1. Educate the council about why this is important. In some states, parliamentary procedure and Robert’s Rules of Order are required by state law. Even if your state does not specify correct procedure, the courts have found that public bodies and nonprofit boards must follow certain key principles. In other words, you’re not free to do whatever you like in your meetings. It’s essential for you, as an official elected to serve the public rather than yourself, or a board member who is responsible to the public (and the IRS!) for a nonprofit organization, to carry out your duties in a way that is beyond reproach.
2. Adopt four key guidelines for effective meetings. Invite your board to adopt four operating guidelines that are critical for your meetings. In brief, they are:
- The chair is the servant of the group and the group is the final authority.
- All members have equal rights, privileges and obligations. To ensure this, no one may speak a second time until everyone who wishes to do so has spoken once.

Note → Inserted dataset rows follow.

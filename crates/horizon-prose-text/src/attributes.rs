//! Immutable attribute maps attached to runs of text.

use crate::error::{Result, TextError};
use crate::{AttrValue, Color, Font, FontDef, Style, attr};

/// An immutable, insertion-ordered map from attribute keys to values.
///
/// Keys are unique. Equality ignores insertion order.
///
/// # Example
///
/// ```
/// use horizon_prose_text::{attr, AttrValue, Color, TextAttributes};
///
/// let plain = TextAttributes::empty();
/// let red = plain.with(attr::COLOR, Color::RED);
///
/// let changes = plain.diff(&red);
/// assert_eq!(changes.len(), 1);
/// assert_eq!(changes[0].key, attr::COLOR);
/// assert_eq!(changes[0].before, None);
/// assert_eq!(changes[0].after, Some(&AttrValue::Color(Color::RED)));
/// ```
#[derive(Debug, Clone, Default)]
pub struct TextAttributes {
    entries: Vec<(String, AttrValue)>,
}

/// One entry of an attribute diff.
#[derive(Debug, Clone, Copy, PartialEq)]
pub struct AttributeChange<'a> {
    pub key: &'a str,
    /// Value in the earlier map, if present.
    pub before: Option<&'a AttrValue>,
    /// Value in the later map, if present.
    pub after: Option<&'a AttrValue>,
}

impl TextAttributes {
    /// The empty attribute map.
    pub const fn empty() -> Self {
        Self {
            entries: Vec::new(),
        }
    }

    /// Build a map from key/value pairs. A repeated key keeps its first
    /// position and its last value.
    pub fn of<K, V, I>(pairs: I) -> Self
    where
        K: Into<String>,
        V: Into<AttrValue>,
        I: IntoIterator<Item = (K, V)>,
    {
        let mut attributes = Self::empty();
        for (key, value) in pairs {
            let key = key.into();
            attributes.set(&key, Some(value.into()));
        }
        attributes
    }

    pub fn get(&self, key: &str) -> Option<&AttrValue> {
        self.entries.iter().find(|(k, _)| k == key).map(|(_, v)| v)
    }

    pub fn contains_key(&self, key: &str) -> bool {
        self.get(key).is_some()
    }

    pub fn len(&self) -> usize {
        self.entries.len()
    }

    pub fn is_empty(&self) -> bool {
        self.entries.is_empty()
    }

    /// Keys in insertion order.
    pub fn keys(&self) -> impl Iterator<Item = &str> + Clone + '_ {
        self.entries.iter().map(|(k, _)| k.as_str())
    }

    /// Entries in insertion order.
    pub fn iter(&self) -> impl Iterator<Item = (&str, &AttrValue)> + Clone + '_ {
        self.entries.iter().map(|(k, v)| (k.as_str(), v))
    }

    /// Copy of this map with `key` set to `value`.
    pub fn with(&self, key: &str, value: impl Into<AttrValue>) -> Self {
        let mut attributes = self.clone();
        attributes.set(key, Some(value.into()));
        attributes
    }

    /// Copy of this map without `key`.
    pub fn without(&self, key: &str) -> Self {
        let mut attributes = self.clone();
        attributes.set(key, None);
        attributes
    }

    /// Set or remove a key in place.
    pub(crate) fn set(&mut self, key: &str, value: Option<AttrValue>) {
        let position = self.entries.iter().position(|(k, _)| k == key);
        match (position, value) {
            (Some(index), Some(value)) => self.entries[index].1 = value,
            (Some(index), None) => {
                self.entries.remove(index);
            }
            (None, Some(value)) => self.entries.push((key.to_string(), value)),
            (None, None) => {}
        }
    }

    /// Every key whose value differs between `self` and `other`.
    ///
    /// Keys of `self` come first in insertion order, followed by keys that
    /// only `other` contains. Keys present on one side only are reported
    /// with `None` on the other.
    pub fn diff<'a>(&'a self, other: &'a TextAttributes) -> Vec<AttributeChange<'a>> {
        let mut changes = Vec::new();
        for (key, before) in self.iter() {
            let after = other.get(key);
            if after != Some(before) {
                changes.push(AttributeChange {
                    key,
                    before: Some(before),
                    after,
                });
            }
        }
        for (key, after) in other.iter() {
            if !self.contains_key(key) {
                changes.push(AttributeChange {
                    key,
                    before: None,
                    after: Some(after),
                });
            }
        }
        changes
    }

    /// The partial font described by the font-related keys.
    pub fn font_def(&self) -> FontDef {
        FontDef::from_attributes(self.iter())
    }

    /// The font obtained by applying [`font_def`](Self::font_def) to `base`.
    pub fn font(&self, base: &Font) -> Font {
        self.font_def().apply(base)
    }

    /// The styles applied to the text, outermost first.
    pub fn styles(&self) -> &[Style] {
        self.get(attr::STYLES)
            .and_then(AttrValue::as_styles)
            .unwrap_or_default()
    }

    /// The applied styles plus an anonymous innermost style holding the
    /// entries no listed style accounts for.
    ///
    /// An entry is accounted for when the innermost listed style defining
    /// its key defines the same value.
    pub fn resolved_styles(&self) -> Vec<Style> {
        let styles = self.styles();
        let mut loose = TextAttributes::empty();
        for (key, value) in self.iter() {
            if key == attr::STYLES {
                continue;
            }
            let defined = styles.iter().rev().find_map(|style| style.get(key));
            if defined != Some(value) {
                loose.entries.push((key.to_string(), value.clone()));
            }
        }

        let mut resolved = styles.to_vec();
        if !loose.is_empty() {
            resolved.push(Style::anonymous(loose));
        }
        resolved
    }

    /// Apply `style` innermost: its properties override existing ones and it
    /// is appended to the style list.
    pub fn with_style(&self, style: &Style) -> TextAttributes {
        let mut attributes = self.clone();
        for (key, value) in style.properties().iter() {
            attributes.set(key, Some(value.clone()));
        }
        let mut styles = self.styles().to_vec();
        styles.push(style.clone());
        attributes.set(attr::STYLES, Some(AttrValue::Styles(styles)));
        attributes
    }

    /// Apply `style` outermost: existing properties win and it is prepended
    /// to the style list.
    pub fn with_outer_style(&self, style: &Style) -> TextAttributes {
        let mut attributes = self.clone();
        for (key, value) in style.properties().iter() {
            if !attributes.contains_key(key) {
                attributes.set(key, Some(value.clone()));
            }
        }
        let mut styles = vec![style.clone()];
        styles.extend_from_slice(self.styles());
        attributes.set(attr::STYLES, Some(AttrValue::Styles(styles)));
        attributes
    }

    /// Nest `inner` inside this map: its entries override ours and its
    /// style list is appended to ours.
    pub fn layered(&self, inner: &TextAttributes) -> TextAttributes {
        if self.is_empty() {
            return inner.clone();
        }
        let mut attributes = self.clone();
        for (key, value) in inner.iter() {
            if key != attr::STYLES {
                attributes.set(key, Some(value.clone()));
            }
        }
        if !inner.styles().is_empty() {
            let mut styles = self.styles().to_vec();
            styles.extend_from_slice(inner.styles());
            attributes.set(attr::STYLES, Some(AttrValue::Styles(styles)));
        }
        attributes
    }

    /// Typed lookup; fails when the key holds a value of another type.
    pub fn get_color(&self, key: &str) -> Result<Option<Color>> {
        self.typed(key, "color", AttrValue::as_color)
    }

    pub fn get_text(&self, key: &str) -> Result<Option<&str>> {
        self.typed(key, "text", AttrValue::as_text)
    }

    pub fn get_number(&self, key: &str) -> Result<Option<f64>> {
        self.typed(key, "number", AttrValue::as_number)
    }

    pub fn get_bool(&self, key: &str) -> Result<Option<bool>> {
        self.typed(key, "bool", AttrValue::as_bool)
    }

    pub fn get_font(&self, key: &str) -> Result<Option<&Font>> {
        self.typed(key, "font", AttrValue::as_font)
    }

    fn typed<'a, T>(
        &'a self,
        key: &str,
        expected: &'static str,
        extract: impl FnOnce(&'a AttrValue) -> Option<T>,
    ) -> Result<Option<T>> {
        match self.get(key) {
            None => Ok(None),
            Some(value) => match extract(value) {
                Some(typed) => Ok(Some(typed)),
                None => Err(TextError::wrong_type(key, expected, value.type_name())),
            },
        }
    }
}

impl PartialEq for TextAttributes {
    fn eq(&self, other: &Self) -> bool {
        self.len() == other.len() && self.iter().all(|(key, value)| other.get(key) == Some(value))
    }
}

impl<K: Into<String>, V: Into<AttrValue>> FromIterator<(K, V)> for TextAttributes {
    fn from_iter<I: IntoIterator<Item = (K, V)>>(iter: I) -> Self {
        Self::of(iter)
    }
}

static_assertions::assert_impl_all!(TextAttributes: Send, Sync);

#[cfg(test)]
mod tests {
    use super::*;

    #[test]
    fn of_keeps_first_position_last_value() {
        let attrs = TextAttributes::of([
            ("a", AttrValue::from(1)),
            ("b", AttrValue::from(2)),
            ("a", AttrValue::from(3)),
        ]);
        assert_eq!(attrs.len(), 2);
        assert_eq!(attrs.keys().collect::<Vec<_>>(), vec!["a", "b"]);
        assert_eq!(attrs.get("a"), Some(&AttrValue::Number(3.0)));
    }

    #[test]
    fn equality_ignores_order() {
        let a = TextAttributes::of([("x", true), ("y", false)]);
        let b = TextAttributes::of([("y", false), ("x", true)]);
        assert_eq!(a, b);
        assert_ne!(a, b.with("y", true));
        assert_ne!(a, b.without("y"));
    }

    #[test]
    fn diff_reports_every_changed_key() {
        let before = TextAttributes::of([
            ("kept", AttrValue::from(1)),
            ("changed", AttrValue::from("old")),
            ("removed", AttrValue::from(true)),
        ]);
        let after = TextAttributes::of([
            ("added", AttrValue::from(Color::RED)),
            ("changed", AttrValue::from("new")),
            ("kept", AttrValue::from(1)),
        ]);

        let changes = before.diff(&after);
        let keys: Vec<&str> = changes.iter().map(|c| c.key).collect();
        assert_eq!(keys, vec!["changed", "removed", "added"]);

        assert_eq!(changes[0].before, Some(&AttrValue::from("old")));
        assert_eq!(changes[0].after, Some(&AttrValue::from("new")));
        assert_eq!(changes[1].after, None);
        assert_eq!(changes[2].before, None);

        assert!(before.diff(&before).is_empty());
    }

    #[test]
    fn typed_lookup_rejects_wrong_type() {
        let attrs = TextAttributes::of([(attr::COLOR, AttrValue::from("red"))]);
        assert!(matches!(
            attrs.get_color(attr::COLOR),
            Err(TextError::WrongAttributeType { expected: "color", found: "text", .. })
        ));
        assert_eq!(attrs.get_text(attr::COLOR).unwrap(), Some("red"));
        assert_eq!(attrs.get_bool("missing").unwrap(), None);
    }

    #[test]
    fn with_style_layers_innermost() {
        let attrs = TextAttributes::empty()
            .with_style(&Style::red())
            .with_style(&Style::blue());
        assert_eq!(attrs.get_color(attr::COLOR).unwrap(), Some(Color::BLUE));
        let names: Vec<&str> = attrs.styles().iter().map(Style::name).collect();
        assert_eq!(names, vec!["red", "blue"]);
    }

    #[test]
    fn with_outer_style_keeps_existing() {
        let attrs = TextAttributes::empty()
            .with_style(&Style::red())
            .with_outer_style(&Style::blue());
        assert_eq!(attrs.get_color(attr::COLOR).unwrap(), Some(Color::RED));
        let names: Vec<&str> = attrs.styles().iter().map(Style::name).collect();
        assert_eq!(names, vec!["blue", "red"]);
    }

    #[test]
    fn resolved_styles_collects_loose_entries() {
        let attrs = TextAttributes::empty()
            .with_style(&Style::bold())
            .with(attr::BACKGROUND_COLOR, Color::YELLOW);
        let resolved = attrs.resolved_styles();
        assert_eq!(resolved.len(), 2);
        assert_eq!(resolved[0], Style::bold());
        assert_eq!(
            resolved[1].get(attr::BACKGROUND_COLOR),
            Some(&AttrValue::Color(Color::YELLOW))
        );
        assert!(resolved[1].name().is_empty());
    }

    #[test]
    fn layered_merges_style_lists() {
        let outer = TextAttributes::empty().with_style(&Style::bold());
        let inner = TextAttributes::empty().with_style(&Style::italic());
        let combined = outer.layered(&inner);
        assert_eq!(combined.styles(), &[Style::bold(), Style::italic()]);
        assert!(combined.font_def().bold.unwrap_or(false));
        assert!(combined.font_def().italic.unwrap_or(false));
    }
}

- Courtesy and respect are required at all times.
- The group will process one thing at a time.
These guidelines are described in more detail on this page of our website, including a free downloadable PDF. Share them with your group. (If your group has adopted Robert’s Rules, these guidelines already apply.) Most everyone sees the benefit of following these guidelines, which are both fair and efficient. It can be hard, however, to break out of the “conversational style” of discussion, which leads to our next point.
3. Enforce the four guidelines. You as the leader of the group have to be ready, once everyone understands the rules and the group has adopted them, to put them into play. Your tone of voice is critical here. Speaking in a firm and positive manner, you must be prepared to:
- Require everyone who wishes to speak to be recognized (raise their hand and get the nod) before speaking.
- Ensure that no one speaks a second time until everyone who wishes to speak has done so.
- Cut off anyone who speaks out of turn.
- Stop anyone who interrupts another person.
- Call out and stop rude, discourteous or personal remarks.
- Follow the agenda and keep discussion on topic.
Once the council or board is used to this approach, you can introduce the motions Point of Order and Appeal (read about them here) and the other, more technical points of Robert’s Rules of Order and parliamentary procedure. In our view, however, the content outlined here is far more important than these technical aspects.
The chair has a responsibility, as the leader and servant of the group, to exercise a “generous authority”* that will help everyone work together collaboratively and cooperatively to carry out their duties and serve their community. Once you are clear on your approach, you can encourage your group to buy in to Robert’s Rules, and make the difference to your council or board.
*For more on “generous authority,” see Priya Parker’s book, The Art of Gathering: How we meet and why it matters.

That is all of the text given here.